Chapter 4 Links to selected Journals (Research Insights)
Research Insight 4.1
Source: Nunes, J.C. and Drèze, X. (2006), ‘The endowed progress effect: how artifi cial advancement increases effort’, Journal of Consumer Research, 32, 4, 504–512.
Insight: This research documents a phenomenon we call the endowed progress effect, whereby people provided with artificial advancement toward a goal exhibit greater persistence toward reaching the goal. By converting a task requiring eight steps into a task requiring 10 steps but with two steps already complete, the task is reframed as one that has been undertaken and incomplete rather than not yet begun. This increases the likelihood of task completion and decreases completion time. The effect appears to depend on perceptions of task completion rather than a desire to avoid wasting the endowed progress. Moderators include the reasons, if any, offered for the endowment and the currency in which progress is recorded.
Research Insight 4.2
Source: Vanhuele, M., Laurent, G., and Drèze, X. (2006), ‘Consumers’ immediate memory for prices’, Journal of Consumer Research , 33, 2, 163–172.
Insight: Vanhuele et al. (2006) found two important properties in remembering prices. One was the verbal length of the price stimulus and the other was the nature of its pattern. Consumers may aid retention of prices in their memory by using different recall strategies that decrease the number of syllables they have to remember. A price of $173 may be remembered as ‘one hundred and seventy-three’, ‘one hundred seventy-three’ ‘one seventy-three, or ‘one seven three’—anything from four to eight syllables.
Research Insight 4.3
Source: Mulhern, F. (2009), ‘Integrated marketing communications: from media channels to digital connectivity’, Journal of Marketing Communications,15, 2/3, 85–101.
Insight: Media is in the midst of a digital revolution that frees news, information and advertising from the technological limits of print and broadcast infrastructures. The digitization and networking of information transforms marketing communications into a vastly different set of practices for connecting consumers and brands. This paper overviews the transformation in media and describes the implications for integrated marketing communications (IMC) practice and scholarship.

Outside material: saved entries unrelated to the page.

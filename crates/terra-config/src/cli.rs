//! Command-line argument parsing.

use std::path::PathBuf;

use clap::Parser;

use crate::Config;

/// Terra viewer command-line arguments.
///
/// CLI values override settings loaded from `config.ron`.
#[derive(Parser, Debug, Default)]
#[command(name = "terra", about = "Fly around a textured planet")]
pub struct CliArgs {
    /// Window width.
    #[arg(long)]
    pub width: Option<u32>,

    /// Window height.
    #[arg(long)]
    pub height: Option<u32>,

    /// Start in fullscreen.
    #[arg(long)]
    pub fullscreen: Option<bool>,

    /// Translation speed in units per second.
    #[arg(long)]
    pub movement_speed: Option<f32>,

    /// Rotation speed in radians per second.
    #[arg(long)]
    pub roll_speed: Option<f32>,

    /// Move forward without holding a key.
    #[arg(long)]
    pub auto_forward: Option<bool>,

    /// Integrate rotation only while dragging.
    #[arg(long)]
    pub drag_to_look: Option<bool>,

    /// Starfield seed.
    #[arg(long)]
    pub seed: Option<u64>,

    /// Log level (error, warn, info, debug, trace).
    #[arg(long)]
    pub log_level: Option<String>,

    /// Path to config directory (overrides default location).
    #[arg(long)]
    pub config: Option<PathBuf>,

    /// Run this many frames without a window, then exit.
    #[arg(long, value_name = "FRAMES")]
    pub headless: Option<u32>,
}

impl Config {
    /// Apply CLI overrides to a loaded config.
    pub fn apply_cli_overrides(&mut self, args: &CliArgs) {
        if let Some(w) = args.width {
            self.window.width = w;
        }
        if let Some(h) = args.height {
            self.window.height = h;
        }
        if let Some(fs) = args.fullscreen {
            self.window.fullscreen = fs;
        }
        if let Some(speed) = args.movement_speed {
            self.controls.movement_speed = speed;
        }
        if let Some(speed) = args.roll_speed {
            self.controls.roll_speed = speed;
        }
        if let Some(auto) = args.auto_forward {
            self.controls.auto_forward = auto;
        }
        if let Some(drag) = args.drag_to_look {
            self.controls.drag_to_look = drag;
        }
        if let Some(seed) = args.seed {
            self.stars.seed = seed;
        }
        if let Some(ref level) = args.log_level {
            self.debug.log_level = level.clone();
        }
    }
}
//! End-to-end behaviour of the fly controls: input through the viewport,
//! integration through `update`, and pose-change notification.

use std::cell::{Cell, RefCell};
use std::rc::Rc;

use glam::{Quat, Vec2, Vec3};
use terra_controls::{
    FlyControls, MoveFlag, Object3D, PointerEvent, PoseChanged, Viewport, ViewportBinding,
};

const WIDTH: f32 = 800.0;
const HEIGHT: f32 = 600.0;

fn setup(camera: Object3D) -> (Rc<Viewport>, Rc<RefCell<FlyControls>>) {
    let viewport = Rc::new(Viewport::element(WIDTH, HEIGHT));
    let controls = FlyControls::new(
        camera,
        Object3D::new(),
        ViewportBinding::Element(Rc::clone(&viewport)),
    );
    (viewport, controls)
}

fn count_notifications(controls: &Rc<RefCell<FlyControls>>) -> Rc<Cell<u32>> {
    let hits = Rc::new(Cell::new(0));
    let counter = Rc::clone(&hits);
    controls
        .borrow_mut()
        .add_pose_listener(Box::new(move |_: &PoseChanged| counter.set(counter.get() + 1)));
    hits
}

#[test]
fn translation_equals_move_vector_times_speed_times_delta() {
    let (_viewport, controls) = setup(Object3D::new());
    let mut c = controls.borrow_mut();
    c.movement_speed = 12.5;
    c.set_move_flag(MoveFlag::Forward, true);
    c.set_move_flag(MoveFlag::Right, true);
    c.set_move_flag(MoveFlag::Up, true);

    let delta = 0.2;
    let expected = c.move_vector() * c.movement_speed * delta;
    c.update(delta);

    let p = c.camera().position();
    assert!(p.abs_diff_eq(expected, 1e-5), "got {p}, expected {expected}");
    assert!(p.abs_diff_eq(Vec3::new(2.5, 2.5, -2.5), 1e-5));
}

#[test]
fn translation_accumulates_over_frames() {
    let (_viewport, controls) = setup(Object3D::at(Vec3::new(0.0, 0.0, 100.0)));
    let mut c = controls.borrow_mut();
    c.movement_speed = 60.0;
    c.set_move_flag(MoveFlag::Forward, true);
    for _ in 0..60 {
        c.update(1.0 / 60.0);
    }
    assert!((c.camera().position().z - 40.0).abs() < 1e-3);
}

#[test]
fn update_zero_is_a_no_op() {
    let start = Object3D::at(Vec3::new(0.0, 0.0, 31_855.0));
    let (viewport, controls) = setup(start.clone());
    let hits = count_notifications(&controls);

    viewport.dispatch(&PointerEvent::press(100.0, 100.0));
    viewport.dispatch(&PointerEvent::moved(300.0, 250.0));
    viewport.dispatch(&PointerEvent::release(300.0, 250.0));
    controls.borrow_mut().set_move_flag(MoveFlag::Back, true);

    let mut c = controls.borrow_mut();
    for _ in 0..10 {
        assert!(c.update(0.0).is_none());
    }
    assert_eq!(c.camera().position(), start.position());
    assert_eq!(c.camera().quaternion(), start.quaternion());
    drop(c);
    assert_eq!(hits.get(), 0);
}

#[test]
fn drag_round_trip_maps_half_width_to_unit_yaw() {
    let (viewport, controls) = setup(Object3D::new());
    let half_width = WIDTH / 2.0;

    viewport.dispatch(&PointerEvent::press(100.0, 100.0));
    viewport.dispatch(&PointerEvent::moved(100.0 + half_width, 100.0));
    {
        let c = controls.borrow();
        let preview = c.look_target().rotation();
        assert_eq!(preview.y, -1.0);
        assert_eq!(preview.x, 0.0);
        assert_eq!(c.rotation_vector(), Vec3::ZERO);
    }

    viewport.dispatch(&PointerEvent::release(100.0 + half_width, 100.0));
    let c = controls.borrow();
    assert!(!c.is_dragging());
    assert_eq!(c.rotation_vector().y, -1.0);
    assert_eq!(c.rotation_vector().x, 0.0);
    assert_eq!(c.drag().anchor, Vec2::new(100.0 + half_width, 100.0));
}

#[test]
fn second_gesture_composes_on_the_first() {
    let (viewport, controls) = setup(Object3D::new());
    viewport.dispatch(&PointerEvent::press(0.0, 0.0));
    viewport.dispatch(&PointerEvent::moved(-200.0, 0.0));
    viewport.dispatch(&PointerEvent::release(-200.0, 0.0));
    assert_eq!(controls.borrow().rotation_vector().y, 0.5);

    viewport.dispatch(&PointerEvent::press(0.0, 0.0));
    viewport.dispatch(&PointerEvent::moved(-200.0, 150.0));
    viewport.dispatch(&PointerEvent::release(-200.0, 150.0));
    let r = controls.borrow().rotation_vector();
    assert!((r.y - 1.0).abs() < 1e-6);
    assert!((r.x - 0.5).abs() < 1e-6);
}

#[test]
fn rotation_vector_is_integrated_into_the_camera() {
    let (viewport, controls) = setup(Object3D::new());
    viewport.dispatch(&PointerEvent::press(0.0, 0.0));
    viewport.dispatch(&PointerEvent::moved(400.0, 0.0));
    viewport.dispatch(&PointerEvent::release(400.0, 0.0));

    let mut c = controls.borrow_mut();
    c.roll_speed = 0.5;
    assert!(c.update(0.1).is_some());
    let expected = Quat::from_xyzw(0.0, -0.05, 0.0, 1.0).normalize();
    assert!(c.camera().quaternion().abs_diff_eq(expected, 1e-6));
    // The preview target is not driven by integration.
    assert_eq!(c.look_target().rotation().y, -1.0);
}

#[test]
fn stationary_camera_emits_no_notifications() {
    let (_viewport, controls) = setup(Object3D::at(Vec3::new(0.0, 0.0, 31_855.0)));
    let hits = count_notifications(&controls);
    for _ in 0..1000 {
        controls.borrow_mut().update(1.0 / 60.0);
    }
    assert_eq!(hits.get(), 0);
}

#[test]
fn moving_camera_notifies_once_per_frame() {
    let (_viewport, controls) = setup(Object3D::new());
    let hits = count_notifications(&controls);
    {
        let mut c = controls.borrow_mut();
        c.movement_speed = 1000.0;
        c.set_auto_forward(true);
    }
    for frame in 1..=30 {
        let event = controls.borrow_mut().update(1.0 / 60.0);
        assert!(event.is_some());
        assert_eq!(hits.get(), frame);
    }
    let last = controls.borrow().last_pose();
    assert_eq!(last.position, controls.borrow().camera().position());
}

#[test]
fn sub_threshold_motion_accumulates_until_it_notifies() {
    let (_viewport, controls) = setup(Object3D::new());
    let hits = count_notifications(&controls);
    let mut c = controls.borrow_mut();
    c.movement_speed = 0.024;
    c.set_move_flag(MoveFlag::Right, true);

    // 0.0004 units per frame: the squared displacement stays below 1e-6 for
    // two frames (6.4e-7) and crosses it on the third (1.44e-6).
    assert!(c.update(1.0 / 60.0).is_none());
    assert!(c.update(1.0 / 60.0).is_none());
    assert!(c.update(1.0 / 60.0).is_some());
    assert!(c.update(1.0 / 60.0).is_none());
    drop(c);
    assert_eq!(hits.get(), 1);
}

#[test]
fn press_while_dragging_reanchors_without_folding() {
    let (viewport, controls) = setup(Object3D::new());
    viewport.dispatch(&PointerEvent::press(100.0, 100.0));
    viewport.dispatch(&PointerEvent::moved(300.0, 100.0));
    viewport.dispatch(&PointerEvent::press(500.0, 400.0));

    {
        let c = controls.borrow();
        assert!(c.is_dragging());
        assert_eq!(c.drag().anchor, Vec2::new(500.0, 400.0));
        assert_eq!(c.rotation_vector(), Vec3::ZERO);
    }

    viewport.dispatch(&PointerEvent::moved(500.0, 400.0));
    assert_eq!(controls.borrow().look_target().rotation().y, 0.0);
}

#[test]
fn disposed_controls_ignore_viewport_events() {
    let (viewport, controls) = setup(Object3D::new());
    controls.borrow_mut().dispose();
    assert_eq!(viewport.listener_count(), 0);

    viewport.dispatch(&PointerEvent::press(10.0, 10.0));
    viewport.dispatch(&PointerEvent::moved(600.0, 500.0));
    viewport.dispatch(&PointerEvent::release(600.0, 500.0));
    let response = viewport.dispatch(&PointerEvent::context_menu(0.0, 0.0));

    let c = controls.borrow();
    assert!(!c.is_dragging());
    assert_eq!(c.rotation_vector(), Vec3::ZERO);
    assert_eq!(c.look_target().rotation().y, 0.0);
    assert_eq!(response, terra_controls::EventResponse::Continue);
}

#[test]
fn unclamped_coordinates_give_large_rotation() {
    let (viewport, controls) = setup(Object3D::new());
    viewport.dispatch(&PointerEvent::press(0.0, 0.0));
    viewport.dispatch(&PointerEvent::moved(-40_000.0, 0.0));
    assert_eq!(controls.borrow().look_target().rotation().y, 100.0);
}

#[test]
fn resized_viewport_changes_drag_normalization() {
    let (viewport, controls) = setup(Object3D::new());
    viewport.set_offset_size(200.0, 100.0);
    viewport.dispatch(&PointerEvent::press(0.0, 0.0));
    viewport.dispatch(&PointerEvent::moved(100.0, 50.0));
    let r = controls.borrow().look_target().rotation();
    assert_eq!(r.y, -1.0);
    assert_eq!(r.x, 1.0);
}
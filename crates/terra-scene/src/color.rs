use glam::Vec3;

/// `0xRRGGBB` to RGB components in `[0, 1]`.
#[must_use]
pub fn hex_to_rgb(hex: u32) -> Vec3 {
    let channel = |shift: u32| ((hex >> shift) & 0xff) as f32 / 255.0;
    Vec3::new(channel(16), channel(8), channel(0))
}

Digital media brings about infinite reproduction of content, consumer networking, user-generated content and an expansion of media from news and entertainment to almost any technology that has a digital interface with people. The role of media in marketing communications practices shifts from the execution of message strategies into an extension of consumer understanding. Media planning, the practice of allocating a media budget across a set of vehicles, will be replaced by a dynamic, automated process that serves ads based on information streams of consumer intentions and actions. Several of the core principles of IMC – consumer insight, data-driven decision making, cross-media integration and communications with multiple stakeholders – represent an improved framework for managing communications in a digital world.
Research Insight 4.4
Source: Kerrane, B. and Hogg, M.K. (2013), ‘Shared or non-shared? Children’s different consumer socialization experiences within the family environment’, European Journal of Marketing , 47, 3/4, 506–524.
– The purpose of this paper is to examine children's consumption experiences within families in order to investigate the role that different family environments play in the consumer socialisation of children.
– Key consumer socialisation literature is reviewed and family communication patterns and parental socialisation style studies are introduced. Such studies argue for the homogenous and shared nature of the family environment for children. A three‐stage qualitative study of six families is reported, incorporating existential phenomenological interviews. The voices of children and their parents are captured, and the transcribed interview texts are analysed on two levels (within and across family cases) using a hermeneutical process.
– The findings of the study point towards the differential treatment of children within the family environment by both parents and siblings. It is proposed that children inhabit a unique position, or micro‐environment, within their family setting. Consumer micro‐environments are introduced; these have important implications in terms of children's consumption behaviour and, more importantly, their consumer socialisation process within the family setting.
– Consumer micro‐environments have potentially important implications in any re‐evaluation of the literature on consumer socialisation, and it is suggested that children may not have equal access to socialisation advice and support offered by family members. A limited number of families and family types are recruited in this exploratory study, and scope exists to explore family micro‐environments across a greater variety of family forms.
– A series of micro‐environments, which have implications for the consumer socialisation of children, will be developed on a theoretical level. Existing consumer research views the family environment in homogenous terms, with suggestions that children are socialised by their parents in a similar manner (inhabiting a shared family environment). These findings problematise such a view and also offer insights into the role played by siblings in the consumer socialisation process.